* Work task *
So that nothing is lost, write out all the lines below exactly.

Stored items

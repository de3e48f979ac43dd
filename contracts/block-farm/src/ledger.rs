//! Per (pool, user) stake bookkeeping.
//!
//! Every mutation settles the pool first, folds whatever the user earned since
//! their last checkpoint into `pending_reward`, and then re-prices
//! `reward_debt` against the new amount. Token movement is left to the caller.

use soroban_sdk::{Address, Env};

use crate::errors::ContractError;
use crate::rewards;
use crate::storage::{self, FarmConfig, Pool, UserStake};

/// Result of a withdrawal: what leaves the farm for the user and what was lost.
pub struct WithdrawOutcome {
    pub remaining: i128,
    pub released_reward: i128,
    pub forfeited_reward: i128,
}

/// Settle the pool and fold the user's accrued delta into `pending_reward`.
fn checkpoint(
    env: &Env,
    config: &FarmConfig,
    pool_id: u32,
    user: &Address,
) -> Result<(Pool, UserStake), ContractError> {
    let pool = rewards::settle_pool(env, config, pool_id)?;
    let mut stake = storage::get_stake(env, pool_id, user);
    stake.pending_reward = rewards::calculate_pending(&pool, &stake)?;
    Ok((pool, stake))
}

fn commit(
    env: &Env,
    pool_id: u32,
    user: &Address,
    pool: &Pool,
    stake: &mut UserStake,
) -> Result<(), ContractError> {
    stake.reward_debt = rewards::compute_reward_debt(stake.amount, pool.acc_reward_per_share)?;
    storage::set_pool(env, pool_id, pool);
    storage::set_stake(env, pool_id, user, stake);
    Ok(())
}

/// Entitlement as of the current block, using a projected accumulator.
pub fn pending_of(
    env: &Env,
    config: &FarmConfig,
    pool_id: u32,
    user: &Address,
) -> Result<i128, ContractError> {
    let pool = rewards::project_pool(env, config, pool_id)?;
    let stake = storage::get_stake(env, pool_id, user);
    rewards::calculate_pending(&pool, &stake)
}

pub fn on_deposit(
    env: &Env,
    config: &FarmConfig,
    pool_id: u32,
    user: &Address,
    amount: i128,
) -> Result<UserStake, ContractError> {
    if amount <= 0 {
        return Err(ContractError::DepositZero);
    }

    let (mut pool, mut stake) = checkpoint(env, config, pool_id, user)?;
    stake.amount = stake
        .amount
        .checked_add(amount)
        .ok_or(ContractError::MathOverflow)?;
    pool.total_staked = pool
        .total_staked
        .checked_add(amount)
        .ok_or(ContractError::MathOverflow)?;
    commit(env, pool_id, user, &pool, &mut stake)?;

    Ok(stake)
}

/// Reduce the user's stake by `amount`.
///
/// With the reward window open the user's whole `pending_reward` is released
/// alongside the principal. With it closed, `pending_reward` is forfeited.
pub fn on_withdraw(
    env: &Env,
    config: &FarmConfig,
    pool_id: u32,
    user: &Address,
    amount: i128,
) -> Result<WithdrawOutcome, ContractError> {
    if amount < 0 {
        return Err(ContractError::InvalidAmount);
    }

    let (mut pool, mut stake) = checkpoint(env, config, pool_id, user)?;
    if amount > stake.amount {
        return Err(ContractError::InsufficientStake);
    }

    stake.amount -= amount;
    pool.total_staked -= amount;

    let reward = stake.pending_reward;
    stake.pending_reward = 0;
    commit(env, pool_id, user, &pool, &mut stake)?;

    let (released_reward, forfeited_reward) = if config.window_open {
        (reward, 0)
    } else {
        (0, reward)
    };

    Ok(WithdrawOutcome {
        remaining: stake.amount,
        released_reward,
        forfeited_reward,
    })
}

/// Take the user's whole entitlement. Fails while the window is closed, in
/// which case nothing is forfeited.
pub fn on_claim(
    env: &Env,
    config: &FarmConfig,
    pool_id: u32,
    user: &Address,
) -> Result<i128, ContractError> {
    let (pool, mut stake) = checkpoint(env, config, pool_id, user)?;
    if !config.window_open {
        return Err(ContractError::RewardsLocked);
    }

    let reward = stake.pending_reward;
    stake.pending_reward = 0;
    commit(env, pool_id, user, &pool, &mut stake)?;

    Ok(reward)
}

/// Drop the whole position. Returns `(principal, forfeited_reward)`.
///
/// The principal is released even when the forfeited reward cannot be
/// computed; the forfeit then reports only the carried `pending_reward`.
pub fn on_emergency_withdraw(
    env: &Env,
    config: &FarmConfig,
    pool_id: u32,
    user: &Address,
) -> Result<(i128, i128), ContractError> {
    let mut pool = rewards::settle_pool(env, config, pool_id)?;
    let mut stake = storage::get_stake(env, pool_id, user);

    let principal = stake.amount;
    let forfeited = rewards::calculate_pending(&pool, &stake).unwrap_or(stake.pending_reward);
    pool.total_staked -= principal;
    stake.amount = 0;
    stake.pending_reward = 0;
    commit(env, pool_id, user, &pool, &mut stake)?;

    Ok((principal, forfeited))
}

* Result of this exercise *
repository de3e48f979ac43dd
filename contracts/block-farm/src/ledger.rs
//! Per (pool, user) stake bookkeeping.
//!
//! Every mutation settles the pool first, folds whatever the user earned since
//! their last checkpoint into `pending_reward`, and then re-prices
//! `reward_debt` against the new amount. Token movement is left to the caller.

use soroban_sdk::{Address, Env};

use crate::errors::ContractError;
use crate::rewards;
use crate::storage::{self, FarmConfig, Pool, UserStake};

/// Result of a withdrawal: what leaves the farm for the user and what was lost.
pub struct WithdrawOutcome {
    pub remaining: i128,
    pub released_reward: i128,
    pub forfeited_reward: i128,
}

/// Settle the pool and fold the user's accrued delta into `pending_reward`.
fn checkpoint(
    env: &Env,
    config: &FarmConfig,
    pool_id: u32,
    user: &Address,
) -> Result<(Pool, UserStake), ContractError> {
    let pool = rewards::settle_pool(env, config, pool_id)?;
    let mut stake = storage::get_stake(env, pool_id, user);
    stake.pending_reward = rewards::calculate_pending(&pool, &stake)?;
    Ok((pool, stake))
}

fn commit(
    env: &Env,
    pool_id: u32,
    user: &Address,
    pool: &Pool,
    stake: &mut UserStake,
) -> Result<(), ContractError> {
    stake.reward_debt = rewards::compute_reward_debt(stake.amount, pool.acc_reward_per_share)?;
    storage::set_pool(env, pool_id, pool);
    storage::set_stake(env, pool_id, user, stake);
    Ok(())
}

/// Entitlement as of the current block, using a projected accumulator.
pub fn pending_of(
    env: &Env,
    config: &FarmConfig,
    pool_id: u32,
    user: &Address,
) -> Result<i128, ContractError> {
    let pool = rewards::project_pool(env, config, pool_id)?;
    let stake = storage::get_stake(env, pool_id, user);
    rewards::calculate_pending(&pool, &stake)
}

pub fn on_deposit(
    env: &Env,
    config: &FarmConfig,
    pool_id: u32,
    user: &Address,
    amount: i128,
) -> Result<UserStake, ContractError> {
    if amount <= 0 {
        return Err(ContractError::DepositZero);
    }

    let (mut pool, mut stake) = checkpoint(env, config, pool_id, user)?;
    stake.amount = stake
        .amount
        .checked_add(amount)
        .ok_or(ContractError::MathOverflow)?;
    pool.total_staked = pool
        .total_staked
        .checked_add(amount)
        .ok_or(ContractError::MathOverflow)?;
    commit(env, pool_id, user, &pool, &mut stake)?;

    Ok(stake)
}

/// Reduce the user's stake by `amount`.
///
/// With the reward window open the user's whole `pending_reward` is released
/// alongside the principal. With it closed, `pending_reward` is forfeited.
pub fn on_withdraw(
    env: &Env,
    config: &FarmConfig,
    pool_id: u32,
    user: &Address,
    amount: i128,
) -> Result<WithdrawOutcome, ContractError> {
    if amount < 0 {
        return Err(ContractError::InvalidAmount);
    }

    let (mut pool, mut stake) = checkpoint(env, config, pool_id, user)?;
    if amount > stake.amount {
        return Err(ContractError::InsufficientStake);
    }

    stake.amount -= amount;
    pool.total_staked -= amount;

    let reward = stake.pending_reward;
    stake.pending_reward = 0;
    commit(env, pool_id, user, &pool, &mut stake)?;

    let (released_reward, forfeited_reward) = if config.window_open {
        (reward, 0)
    } else {
        (0, reward)
    };

    Ok(WithdrawOutcome {
        remaining: stake.amount,
        released_reward,
        forfeited_reward,
    })
}

/// Take the user's whole entitlement. Fails while the window is closed, in
/// which case nothing is forfeited.
pub fn on_claim(
    env: &Env,
    config: &FarmConfig,
    pool_id: u32,
    user: &Address,
) -> Result<i128, ContractError> {
    let (pool, mut stake) = checkpoint(env, config, pool_id, user)?;
    if !config.window_open {
        return Err(ContractError::RewardsLocked);
    }

    let reward = stake.pending_reward;
    stake.pending_reward = 0;
    commit(env, pool_id, user, &pool, &mut stake)?;

    Ok(reward)
}

/// Drop the whole position. Returns `(principal, forfeited_reward)`.
///
/// The principal is released even when the forfeited reward cannot be
/// computed; the forfeit then reports only the carried `pending_reward`.
pub fn on_emergency_withdraw(
    env: &Env,
    config: &FarmConfig,
    pool_id: u32,
    user: &Address,
) -> Result<(i128, i128), ContractError> {
    let mut pool = rewards::settle_pool(env, config, pool_id)?;
    let mut stake = storage::get_stake(env, pool_id, user);

    let principal = stake.amount;
    let forfeited = rewards::calculate_pending(&pool, &stake).unwrap_or(stake.pending_reward);
    pool.total_staked -= principal;
    stake.amount = 0;
    stake.pending_reward = 0;
    commit(env, pool_id, user, &pool, &mut stake)?;

    Ok((principal, forfeited))
}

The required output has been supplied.